(Beginning of Data extract)

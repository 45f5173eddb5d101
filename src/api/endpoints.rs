// Endpoint catalogue

use super::{segment, Endpoint};

pub fn all_jobs(keyword: &str) -> Endpoint {
    Endpoint::get("/job/get").with_query("keyword", keyword).public()
}

pub fn job_by_id(job_id: &str) -> Endpoint {
    Endpoint::get(format!("/job/get/{}", segment(job_id))).public()
}

pub fn admin_jobs() -> Endpoint {
    Endpoint::get("/job/getadminjobs")
}

pub fn post_job() -> Endpoint {
    Endpoint::post("/job/post")
}

pub fn user_companies() -> Endpoint {
    Endpoint::get("/company/get")
}

pub fn company_by_id(company_id: &str) -> Endpoint {
    Endpoint::get(format!("/company/get/{}", segment(company_id)))
}

pub fn register_company() -> Endpoint {
    Endpoint::post("/company/register")
}

pub fn update_company(company_id: &str) -> Endpoint {
    Endpoint::put(format!("/company/update/{}", segment(company_id)))
}

pub fn apply_for_job(job_id: &str) -> Endpoint {
    Endpoint::get(format!("/application/apply/{}", segment(job_id)))
}

pub fn applied_jobs() -> Endpoint {
    Endpoint::get("/application/get")
}

pub fn job_applicants(job_id: &str) -> Endpoint {
    Endpoint::get(format!("/application/{}/applicants", segment(job_id)))
}

pub fn update_application_status(application_id: &str) -> Endpoint {
    Endpoint::post(format!(
        "/application/status/{}/update",
        segment(application_id)
    ))
}

pub fn update_profile() -> Endpoint {
    Endpoint::post("/user/profile/update")
}

pub fn login() -> Endpoint {
    Endpoint::post("/user/login")
}

pub fn logout() -> Endpoint {
    Endpoint::get("/user/logout")
}

/// Cookie-authenticated lookup of a fresh token for a user
pub fn fresh_token(user_id: &str) -> Endpoint {
    Endpoint::get(format!("/users/generate-token/{}", segment(user_id)))
}
// Authentication types

use anyhow::{Context, Result};
use serde::{Deserialize, Serialize};
use serde_json::{Map, Value};
use std::fmt;

/// Where a resolved credential came from, in resolution priority order
#[derive(Debug, Clone, Copy, PartialEq, Eq, Hash)]
pub enum CredentialSource {
    /// `authToken` key in persisted storage
    DirectKey,
    /// `token` field inside the persisted auth-state envelope
    PersistedState,
    /// `token=` cookie
    Cookie,
    /// Client-side `manual_<userId>_<millis>` placeholder
    Synthesized,
    /// `GET /users/generate-token/:userId`
    Network,
}

impl CredentialSource {
    pub fn as_str(&self) -> &'static str {
        match self {
            CredentialSource::DirectKey => "direct_key",
            CredentialSource::PersistedState => "persisted_state",
            CredentialSource::Cookie => "cookie",
            CredentialSource::Synthesized => "synthesized",
            CredentialSource::Network => "network",
        }
    }
}

impl fmt::Display for CredentialSource {
    fn fmt(&self, f: &mut fmt::Formatter<'_>) -> fmt::Result {
        f.write_str(self.as_str())
    }
}

/// Bearer token plus its provenance
#[derive(Clone, PartialEq, Eq)]
pub struct Credential {
    token: String,
    source: CredentialSource,
}

impl Credential {
    pub fn new(token: impl Into<String>, source: CredentialSource) -> Self {
        Self {
            token: token.into(),
            source,
        }
    }

    pub fn token(&self) -> &str {
        &self.token
    }

    pub fn source(&self) -> CredentialSource {
        self.source
    }

    /// First characters of the token, for logs
    pub fn redacted(&self) -> String {
        let prefix: String = self.token.chars().take(10).collect();
        format!("{}...", prefix)
    }
}

// Never print the whole token
impl fmt::Debug for Credential {
    fn fmt(&self, f: &mut fmt::Formatter<'_>) -> fmt::Result {
        f.debug_struct("Credential")
            .field("token", &self.redacted())
            .field("source", &self.source)
            .finish()
    }
}

/// Opaque user record as returned by the login endpoint
///
/// Only `_id` and `role` are ever read.
#[derive(Debug, Clone, PartialEq, Serialize, Deserialize)]
#[serde(transparent)]
pub struct UserRecord(Value);

impl UserRecord {
    pub fn new(value: Value) -> Self {
        Self(value)
    }

    pub fn id(&self) -> Option<&str> {
        self.0
            .get("_id")
            .and_then(|v| v.as_str())
            .filter(|s| !s.is_empty())
    }

    pub fn role(&self) -> Option<&str> {
        self.0.get("role").and_then(|v| v.as_str())
    }

    pub fn as_value(&self) -> &Value {
        &self.0
    }
}

/// Client-side authentication state `{ user, token }`
#[derive(Debug, Clone, Default, PartialEq)]
pub struct AuthState {
    pub user: Option<UserRecord>,
    pub token: Option<String>,
}

/// Inner shape of the persisted `auth` slice
#[derive(Serialize, Deserialize)]
struct PersistedAuth {
    #[serde(default)]
    user: Value,
    #[serde(default)]
    token: Option<String>,
}

impl AuthState {
    pub fn token(&self) -> Option<&str> {
        self.token.as_deref().filter(|t| !t.is_empty())
    }

    pub fn user_id(&self) -> Option<&str> {
        self.user.as_ref().and_then(|u| u.id())
    }

    pub fn is_logged_in(&self) -> bool {
        self.user.is_some()
    }

    /// Decode the `auth` slice string: `{"user":"<json>|null","token":...}`
    pub fn decode(auth: &str) -> Result<Self> {
        let persisted: PersistedAuth =
            serde_json::from_str(auth).context("Failed to parse persisted auth slice")?;

        let user = match persisted.user {
            Value::Null => None,
            // Double-encoded form written by the state persister
            Value::String(encoded) => match serde_json::from_str::<Value>(&encoded) {
                Ok(Value::Null) => None,
                Ok(value) => Some(UserRecord::new(value)),
                Err(e) => {
                    tracing::warn!("Ignoring unparseable persisted user record: {}", e);
                    None
                }
            },
            value @ Value::Object(_) => Some(UserRecord::new(value)),
            other => {
                tracing::warn!("Ignoring persisted user record of unexpected type: {}", other);
                None
            }
        };

        Ok(Self {
            user,
            token: persisted.token,
        })
    }

    /// Encode as the `auth` slice string, double-encoding the user record
    pub fn encode(&self) -> Result<String> {
        let user = match &self.user {
            Some(user) => Value::String(
                serde_json::to_string(user.as_value()).context("Failed to encode user record")?,
            ),
            None => Value::Null,
        };

        serde_json::to_string(&PersistedAuth {
            user,
            token: self.token.clone(),
        })
        .context("Failed to encode auth slice")
    }

    /// Read the state out of the serialized root object (`{"auth": "<slice>", ...}`)
    pub fn from_persisted_root(root: &str) -> Result<Self> {
        let root: Map<String, Value> =
            serde_json::from_str(root).context("Failed to parse persisted root state")?;

        match root.get("auth") {
            None | Some(Value::Null) => Ok(Self::default()),
            Some(Value::String(auth)) => Self::decode(auth),
            Some(inline @ Value::Object(_)) => Self::decode(&inline.to_string()),
            Some(other) => anyhow::bail!("Persisted auth slice has unexpected type: {}", other),
        }
    }

    /// Write the state into a serialized root object, keeping its other slices
    pub fn merge_into_persisted_root(&self, existing: Option<&str>) -> Result<String> {
        let mut root: Map<String, Value> = match existing {
            Some(raw) => serde_json::from_str(raw).unwrap_or_else(|e| {
                tracing::warn!("Replacing unparseable persisted root state: {}", e);
                Map::new()
            }),
            None => Map::new(),
        };

        root.insert("auth".to_string(), Value::String(self.encode()?));
        serde_json::to_string(&root).context("Failed to encode persisted root state")
    }
}

/// Response of `GET /users/generate-token/:userId`
#[derive(Debug, Deserialize)]
pub struct FreshTokenResponse {
    #[serde(default)]
    pub success: bool,
    #[serde(default)]
    pub token: Option<String>,
}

(End of Data extract)

Directions
If a line in the data holds the string "generate", copy that line.

Expected answer
    Endpoint::get(format!("/users/generate-token/{}", segment(user_id)))
    /// `GET /users/generate-token/:userId`
/// Response of `GET /users/generate-token/:userId`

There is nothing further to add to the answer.